But there are issues:

\+ Amazon uses profits from AWS to dump in other sectors, selling goods and
services below market value. The weird situation could mean Amazon pumps many
billion dollars a year into pushing major grocers (who operate on thin
margins) out of business. This is not good for anyone - but it's not a case of
'monopoly' so much.

\+ Google is dumping in adjacent areas of tech - giving away Android for free,
for example.

There should be some regulatory tweaks here, but it's going to be tricky.

As you point out - a much easier win would be to break up value chain
consolidation over all.

Carriers, tech providers, content creators, content distributors - might
benefit from being separate entities.

I don't think there are any net benefits to society from these entities being
consolidated.

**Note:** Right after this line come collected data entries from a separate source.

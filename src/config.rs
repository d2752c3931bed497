//! Server configuration parsed from environment variables.

use std::path::PathBuf;

pub const DEFAULT_PORT: u16 = 3000;
pub const DEFAULT_DB_MAX_CONNECTIONS: u32 = 5;
pub const DEFAULT_STATIC_DIR: &str = "public";

#[derive(Debug, thiserror::Error, PartialEq, Eq)]
pub enum ConfigError {
    /// `PORT` is set but is not a valid port number.
    #[error("invalid PORT: {0}")]
    InvalidPort(String),
}

#[derive(Debug, Clone, PartialEq, Eq)]
pub struct ServerConfig {
    pub port: u16,
    /// Postgres connection string. `None` keeps layouts in memory.
    pub database_url: Option<String>,
    pub db_max_connections: u32,
    /// Directory of front-end assets served at `/`.
    pub static_dir: PathBuf,
}

impl ServerConfig {
    /// Build typed server config from environment variables.
    ///
    /// Optional:
    /// - `PORT`: default 3000
    /// - `DATABASE_URL`: in-memory store when absent
    /// - `DB_MAX_CONNECTIONS`: default 5
    /// - `STATIC_DIR`: default `public`
    ///
    /// # Errors
    ///
    /// Returns [`ConfigError::InvalidPort`] if `PORT` does not parse.
    pub fn from_env() -> Result<Self, ConfigError> {
        Self::from_lookup(|key| std::env::var(key).ok())
    }

    /// Same as [`Self::from_env`], reading variables through `lookup`.
    ///
    /// # Errors
    ///
    /// Returns [`ConfigError::InvalidPort`] if `PORT` does not parse.
    pub fn from_lookup(lookup: impl Fn(&str) -> Option<String>) -> Result<Self, ConfigError> {
        let port = match lookup("PORT") {
            Some(raw) => raw.trim().parse::<u16>().map_err(|_| ConfigError::InvalidPort(raw))?,
            None => DEFAULT_PORT,
        };
        let database_url = lookup("DATABASE_URL").filter(|v| !v.trim().is_empty());
        let db_max_connections = lookup("DB_MAX_CONNECTIONS")
            .and_then(|v| v.parse::<u32>().ok())
            .filter(|n| *n > 0)
            .unwrap_or(DEFAULT_DB_MAX_CONNECTIONS);
        let static_dir = lookup("STATIC_DIR").map_or_else(|| PathBuf::from(DEFAULT_STATIC_DIR), PathBuf::from);

        Ok(Self { port, database_url, db_max_connections, static_dir })
    }
}

#[cfg(test)]
#[path = "config_test.rs"]
mod tests;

There are no economies of scale, no proper synergies. There are
however, huge incentives for investors to have AT&T own content creation and
distribution obviously, so they can subsidize their own assets and not others.
There's no long win for consumers so it makes sense to keep them separate.

Finally - there might be an opportunity on platforms. I think that the Apple
store may be an anti-competitive issue - the notion that you don't control/own
the $1K device you just bought is getting ridiculous. I would require platform
makers to at allow open access to the platform. Same would apply to mobile
phones being 'locked' onto a network - that should just not happen.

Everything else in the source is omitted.